An adult with left isomerism having an interrupted inferior vena cava and persistent left superior vena cava associated with partial atrioventricular canal defect and complete heart block — a case report

Abstract

Abstract Background Persistent left superior vena cava is a well-recognized thoracic venous abnormality, most of which do not present with any symptoms. Its opening into the left atrium is uncommonly encountered and, if present, is noted to be associated with various other complex intracardiac malformations, which further complicates its management. Herein, we highlight a case of an adult with persistent left superior vena cava with a spectrum of other cardiac anomalies rarely encountered with it, which was effectively managed by tailored surgical intervention.
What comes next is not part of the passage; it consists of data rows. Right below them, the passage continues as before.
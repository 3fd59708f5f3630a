use std::path::PathBuf;
use std::sync::Arc;

use crate::board::Board;
use crate::cli::commands::InitArgs;
use crate::io::board_io;
use crate::persist::FileBackend;

/// Reject blank and duplicate space names, case-insensitively.
fn validate_space_names(names: &[String]) -> Result<(), String> {
    let mut seen = std::collections::HashSet::new();
    for name in names {
        let trimmed = name.trim();
        if trimmed.is_empty() {
            return Err("space name cannot be empty".to_string());
        }
        if !seen.insert(trimmed.to_lowercase()) {
            return Err(format!("duplicate space name \"{}\"", trimmed));
        }
    }
    Ok(())
}

pub async fn cmd_init(args: InitArgs, board_dir: Option<&str>) -> Result<(), Box<dyn std::error::Error>> {
    let root = match board_dir {
        Some(dir) => PathBuf::from(dir),
        None => std::env::current_dir()?,
    };
    validate_space_names(&args.spaces)?;

    // Check for an enclosing board and note it
    if let Some(parent) = root.parent()
        && let Ok(outer) = board_io::discover_board(parent)
    {
        eprintln!("Note: enclosing board found at {}", outer.display());
        eprintln!("Creating new board in {}", root.join(board_io::BOARD_DIR).display());
    }

    let dir = board_io::init_board(&root)?;
    let config = board_io::load_config(&dir)?;
    let backend = Arc::new(FileBackend::open(&dir, config.limits.max_tasks_per_space));
    let mut board = Board::new(backend, config);
    for name in &args.spaces {
        let id = board.create_space(name, None).await?;
        println!("{}  {}", id, name.trim());
    }

    println!("Initialized board in {}", dir.display());
    Ok(())
}
//! The remote persistence collaborator: an async CRUD contract plus two
//! backends. `MemoryBackend` emulates a server in-process; `FileBackend`
//! keeps the board in a JSON document on disk.

use std::future::Future;
use std::pin::Pin;
use std::sync::Arc;

use async_trait::async_trait;

use crate::error::OpError;
use crate::model::{OrderContext, Position, Space, SpaceId, SpacePatch, Task, TaskId, TaskPatch};

pub mod file;
pub mod memory;
pub mod server;

pub use file::FileBackend;
pub use memory::MemoryBackend;

#[derive(Debug, Clone, PartialEq, thiserror::Error)]
pub enum PersistenceError {
    #[error("request rejected: {0}")]
    Rejected(String),
    #[error("not found: {0}")]
    NotFound(String),
    #[error("storage error: {0}")]
    Storage(String),
    #[error("backend unavailable: {0}")]
    Unavailable(String),
}

impl From<OpError> for PersistenceError {
    fn from(e: OpError) -> Self {
        match e {
            OpError::Validation(v) => PersistenceError::Rejected(v.to_string()),
            OpError::Reference(r) => PersistenceError::NotFound(r.to_string()),
        }
    }
}

/// A task to create. Children are nested so a whole duplicated subtree is
/// created by one request. `task.id` is the client id, echoed back in the
/// response; `task.parent_task_id` of the tree root names an existing task.
#[derive(Debug, Clone, PartialEq)]
pub struct NewTask {
    pub task: Task,
    /// Where the tree root lands in its context
    pub position: Position,
    pub children: Vec<NewTask>,
}

impl NewTask {
    pub fn leaf(task: Task, position: Position) -> Self {
        NewTask {
            task,
            position,
            children: Vec::new(),
        }
    }

    /// Number of tasks in the tree
    pub fn count(&self) -> usize {
        1 + self.children.iter().map(NewTask::count).sum::<usize>()
    }
}

/// Server record of one created task, keyed by the client id it was sent with
#[derive(Debug, Clone, PartialEq)]
pub struct CreatedTask {
    pub client_id: TaskId,
    pub task: Task,
}

/// One entry of a batch update
#[derive(Debug, Clone, PartialEq)]
pub struct TaskUpdate {
    pub id: TaskId,
    pub patch: TaskPatch,
}

#[async_trait]
pub trait Persistence: Send + Sync {
    async fn list_spaces(&self) -> Result<Vec<Space>, PersistenceError>;

    /// Every task of a space, any depth, archived included
    async fn fetch_tasks(&self, space: &SpaceId) -> Result<Vec<Task>, PersistenceError>;

    /// Create a task tree. Returns one record per created task, pre-order.
    async fn create_task(&self, tree: NewTask) -> Result<Vec<CreatedTask>, PersistenceError>;

    async fn update_task(&self, id: &TaskId, patch: &TaskPatch) -> Result<Task, PersistenceError>;

    /// Apply several updates as one all-or-nothing batch
    async fn update_tasks(&self, updates: &[TaskUpdate]) -> Result<(), PersistenceError>;

    /// Delete a task and its whole subtree. Returns the deleted ids.
    async fn delete_task(&self, id: &TaskId) -> Result<Vec<TaskId>, PersistenceError>;

    async fn create_space(&self, name: &str, color: &str) -> Result<Space, PersistenceError>;

    async fn update_space(&self, id: &SpaceId, patch: &SpacePatch) -> Result<Space, PersistenceError>;

    /// Delete a space and every task in it
    async fn delete_space(&self, id: &SpaceId) -> Result<(), PersistenceError>;

    /// Store the manual order of a context. Ids the server does not list in
    /// that context are ignored; listed ids missing from `ids` keep their
    /// relative order after the given ones.
    async fn persist_order(&self, ctx: &OrderContext, ids: &[TaskId]) -> Result<(), PersistenceError>;
}

/// An owned remote request, produced by applying a command locally
#[derive(Debug, Clone, PartialEq)]
pub enum Request {
    CreateTask(NewTask),
    UpdateTask { id: TaskId, patch: TaskPatch },
    UpdateTasks(Vec<TaskUpdate>),
    DeleteTask(TaskId),
    UpdateSpace { id: SpaceId, patch: SpacePatch },
    DeleteSpace(SpaceId),
    PersistOrder { context: OrderContext, ids: Vec<TaskId> },
}

impl Request {
    /// Short name for logs
    pub fn kind(&self) -> &'static str {
        match self {
            Request::CreateTask(_) => "create_task",
            Request::UpdateTask { .. } => "update_task",
            Request::UpdateTasks(_) => "update_tasks",
            Request::DeleteTask(_) => "delete_task",
            Request::UpdateSpace { .. } => "update_space",
            Request::DeleteSpace(_) => "delete_space",
            Request::PersistOrder { .. } => "persist_order",
        }
    }
}

/// Result of a request that succeeded
#[derive(Debug, Clone, PartialEq)]
pub enum Response {
    Created(Vec<CreatedTask>),
    Task(Task),
    Space(Space),
    Deleted(Vec<TaskId>),
    Done,
}

pub type ResponseFuture = Pin<Box<dyn Future<Output = Result<Response, PersistenceError>> + Send>>;

/// Turn a request into an owned future. Nothing is sent until it is polled.
pub fn dispatch(backend: Arc<dyn Persistence>, request: Request) -> ResponseFuture {
    Box::pin(async move {
        match request {
            Request::CreateTask(tree) => backend.create_task(tree).await.map(Response::Created),
            Request::UpdateTask { id, patch } => {
                backend.update_task(&id, &patch).await.map(Response::Task)
            }
            Request::UpdateTasks(updates) => {
                backend.update_tasks(&updates).await.map(|()| Response::Done)
            }
            Request::DeleteTask(id) => backend.delete_task(&id).await.map(Response::Deleted),
            Request::UpdateSpace { id, patch } => {
                backend.update_space(&id, &patch).await.map(Response::Space)
            }
            Request::DeleteSpace(id) => backend.delete_space(&id).await.map(|()| Response::Done),
            Request::PersistOrder { context, ids } => backend
                .persist_order(&context, &ids)
                .await
                .map(|()| Response::Done),
        }
    })
}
Case presentation A 26-year-old female on meticulous evaluation was found to have left isomerism with an interrupted inferior vena cava and hemiazygos continuing as a persistent left superior vena cava. It was also associated with common atrium, partial atrioventricular canal defect, and complete heart block. This complex array of anomalies was managed surgically. Common atrium was closed with atrial neo-septation using autologous pericardial patch tailored in a way, such that the persistent left superior vena cava drained into right atrium with left atrial appendage being on right side of neo-septum. Cleft in the left atrioventricular valve was also repaired. Despite preoperative complete heart block, the patient had an uneventful postoperative recovery and was in atrial fibrillation with controlled ventricular rate, thus precluding the need for permanent pacemaker implantation. Conclusions A rare spectrum of adult congenital cyanotic heart disease was successfully managed with thorough preoperative evaluation and judicious intraoperative management. Surgical management should be tailored based on specific anatomy for reduction of morbidity and optimum results.